And, there will be difficult times. Even the best relationships have their moments (and longer) of hardship, suffering, and doubt. Being committed doesn’t prevent these experiences from arising, but it reminds us that our underlying shared intention is bigger than the temporary distress that we may experience from time to time. It serves to remind us that these bumps on the road are opportunities to develop practices that will strengthen the qualities that will support us in becoming more whole and loving human beings.

In the course of many relationships doubts and difficulties can cause us to question whether it’s really worth it to continue to hang in there. It’s possible to be committed and to simultaneously confront this question. After all, not every relationship is meant to be permanent. Commitment doesn’t mean that you now have to sleep in the bed that you made (so to speak) for the rest of your life, but it does mean that you both share an agreement to honor the principles of your contract, regardless of the form that your relationship takes. When the container of our relationship is sealed, the motivation and safety to do the work that is necessary to honor our shared commitment grows within both partners. And as a result, our skill and effectiveness in dealing with these challenges increases proportionately.

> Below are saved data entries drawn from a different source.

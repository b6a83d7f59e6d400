//! Atomic directory-tree copy.
//!
//! The tree is built inside a hidden temporary sibling under the destination
//! root and committed with a single [`atomic_move`](super::atomic::atomic_move).
//! Per-file failures are recorded in the [`CopyReport`] and the file is left
//! out; only commit-level failures abort the transaction.

use super::atomic::{atomic_move_with, copy_file_preserving, Renamer, StdRenamer};
use crate::fs::ignore::{normalize, IgnoreSet};
use crate::fs::permissions::safe_symlink_create;
use crate::fs::walker::{walk, walk_directory_with_callback, WalkOptions};
use crate::lifecycle::RunContext;
use crate::transfer::progress::ProgressTracker;
use crate::utils::hash::sha256_of_file;
use crate::utils::naming::{make_unique_path, temp_sibling};
use crate::{Result, VaultError};
use std::fs;
use std::io::Write;
use std::path::{Path, PathBuf};
use tracing::{info, warn};

/// Plain listing of copied relative paths
pub const MANIFEST_FILE: &str = "MANIFEST.txt";

/// `<sha256>  <relative path>` per copied regular file
pub const MANIFEST_SHA_FILE: &str = "MANIFEST_SHA256.txt";

#[derive(Debug, Clone, Default)]
pub struct CopyOptions {
    /// Patterns excluded from the copy, relative to the source
    pub excludes: Vec<String>,

    /// Write [`MANIFEST_FILE`]
    pub manifest: bool,

    /// Write [`MANIFEST_SHA_FILE`]
    pub manifest_sha: bool,

    /// Copy symlinks as symlinks instead of following them
    pub preserve_symlinks: bool,

    /// Log progress while copying
    pub show_progress: bool,
}

/// A file left out of the copy and why.
#[derive(Debug, Clone)]
pub struct SkippedFile {
    pub path: PathBuf,
    pub reason: String,
}

#[derive(Debug, Clone)]
pub struct CopyReport {
    pub final_path: PathBuf,
    pub files_copied: usize,
    pub bytes_copied: u64,
    pub skipped: Vec<SkippedFile>,
}

#[derive(Default)]
struct CopyState {
    files_copied: usize,
    bytes_copied: u64,
    listing: Vec<String>,
    checksums: Vec<(String, String)>,
    skipped: Vec<SkippedFile>,
}

impl CopyState {
    fn skip(&mut self, path: &Path, reason: impl ToString) {
        let reason = reason.to_string();
        warn!(path = %path.display(), reason = %reason, "Skipping file");
        self.skipped.push(SkippedFile {
            path: path.to_path_buf(),
            reason,
        });
    }
}

/// Copy `source` into `dest_root/name` (or `name-<n>` when taken).
pub fn copy_tree_atomic(
    source: &Path,
    dest_root: &Path,
    name: &str,
    options: &CopyOptions,
    ctx: &RunContext,
) -> Result<CopyReport> {
    copy_tree_atomic_with(&StdRenamer, source, dest_root, name, options, ctx)
}

pub fn copy_tree_atomic_with(
    renamer: &dyn Renamer,
    source: &Path,
    dest_root: &Path,
    name: &str,
    options: &CopyOptions,
    ctx: &RunContext,
) -> Result<CopyReport> {
    fs::create_dir_all(dest_root).map_err(|e| VaultError::commit(dest_root, e))?;

    let tmp = temp_sibling(dest_root, name);
    ctx.registry.register_dir(&tmp);

    let result = build_and_commit(renamer, source, dest_root, name, &tmp, options, ctx);
    if result.is_err() {
        ctx.registry.discard(&tmp);
    }
    result
}

fn build_and_commit(
    renamer: &dyn Renamer,
    source: &Path,
    dest_root: &Path,
    name: &str,
    tmp: &Path,
    options: &CopyOptions,
    ctx: &RunContext,
) -> Result<CopyReport> {
    fs::create_dir(tmp).map_err(|e| VaultError::commit(tmp, e))?;

    let state = copy_entries(source, tmp, options, ctx)?;

    if options.manifest {
        let mut body = String::new();
        for rel in &state.listing {
            body.push_str(rel);
            body.push('\n');
        }
        write_sidecar(&tmp.join(MANIFEST_FILE), &body)?;
    }
    if options.manifest_sha {
        let mut body = String::new();
        for (hash, rel) in &state.checksums {
            body.push_str(&format!("{hash}  {rel}\n"));
        }
        write_sidecar(&tmp.join(MANIFEST_SHA_FILE), &body)?;
    }

    ctx.check_cancelled()?;

    let final_path = make_unique_path(&dest_root.join(name));
    atomic_move_with(renamer, tmp, &final_path, Some(ctx.registry.as_ref()))?;
    ctx.registry.release(tmp);

    info!(
        path = %final_path.display(),
        files = state.files_copied,
        bytes = state.bytes_copied,
        skipped = state.skipped.len(),
        "Tree copy committed"
    );

    Ok(CopyReport {
        final_path,
        files_copied: state.files_copied,
        bytes_copied: state.bytes_copied,
        skipped: state.skipped,
    })
}

fn copy_entries(
    source: &Path,
    tmp: &Path,
    options: &CopyOptions,
    ctx: &RunContext,
) -> Result<CopyState> {
    let walk_options = WalkOptions {
        follow_links: !options.preserve_symlinks,
        ignore: IgnoreSet::with_root(&options.excludes, source),
    };

    let mut progress = if options.show_progress {
        let mut files = 0usize;
        let mut bytes = 0u64;
        walk_directory_with_callback(source, &walk_options, |f| {
            files += 1;
            bytes += f.size;
        });
        Some(ProgressTracker::new(bytes, files))
    } else {
        None
    };

    let mut state = CopyState::default();

    for entry in walk(source, &walk_options) {
        ctx.check_cancelled()?;

        let entry = match entry {
            Ok(entry) => entry,
            Err(e) => {
                let path = e.path().map(Path::to_path_buf).unwrap_or_else(|| source.to_path_buf());
                state.skip(&path, e);
                continue;
            }
        };
        if entry.depth() == 0 {
            continue;
        }

        let relative = entry.path().strip_prefix(source).unwrap_or(entry.path());
        let rel = normalize(relative);
        let dst = tmp.join(relative);
        let file_type = entry.file_type();

        if file_type.is_dir() {
            if let Err(e) = fs::create_dir_all(&dst) {
                state.skip(entry.path(), e);
            }
        } else if file_type.is_symlink() {
            match safe_symlink_create(entry.path(), &dst) {
                Ok(true) => {
                    state.files_copied += 1;
                    state.listing.push(rel);
                }
                Ok(false) => state.skip(entry.path(), "unreadable symlink"),
                Err(e) => state.skip(entry.path(), e),
            }
            if let Some(progress) = progress.as_mut() {
                progress.file_done(0);
            }
        } else if file_type.is_file() {
            match copy_file_preserving(entry.path(), &dst) {
                Ok(bytes) => {
                    if options.manifest_sha {
                        match sha256_of_file(&dst) {
                            Ok(hash) => state.checksums.push((hash, rel.clone())),
                            Err(e) => {
                                let _ = fs::remove_file(&dst);
                                state.skip(entry.path(), e);
                                continue;
                            }
                        }
                    }
                    state.files_copied += 1;
                    state.bytes_copied += bytes;
                    state.listing.push(rel);
                    if let Some(progress) = progress.as_mut() {
                        progress.file_done(bytes);
                    }
                }
                Err(e) => {
                    let _ = fs::remove_file(&dst);
                    state.skip(entry.path(), e);
                }
            }
        } else {
            state.skip(entry.path(), "unsupported file type");
        }
    }

    Ok(state)
}

fn write_sidecar(path: &Path, body: &str) -> Result<()> {
    let mut file = fs::File::create(path).map_err(|e| VaultError::commit(path, e))?;
    file.write_all(body.as_bytes())
        .and_then(|_| file.sync_all())
        .map_err(|e| VaultError::commit(path, e))
}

The real power in commitment arises out of our willingness to take responsibility for continually and repeatedly making the choice to continue to honor it. In this process we align and mobilize our energies together. Like electricity, commitment is a force field that can be used to bring about any outcome. At its essence it is neither positive nor negative.

Committed relationships call forth the best and the worst in us. From the ecstatic passion of the heat of infatuation we may step into the fire of conflicting desires or idealized projections. The breakdowns that are inherent in the process of passing through various stages of relationship provide us the means through which we can open to deeper levels of our hearts’ greatest longings.

Unique opportunities exist in committed partnerships. When we close the exit door of our relationship other doors open; doors that allow us to heighten our experience of joy, generosity, creativity, and passion for living.

As a wise man once said, “There’s no free lunch.” Committed partnerships do not come cheaply. They require courage, responsibility, imagination, and integrity. Very few of us enter these relationships fully developed in those areas. It’s mostly on the job training. But with a vision, a spirit of adventure, a willingness to play your edge, a willing partner, and support when you need it, the possibilities are endless!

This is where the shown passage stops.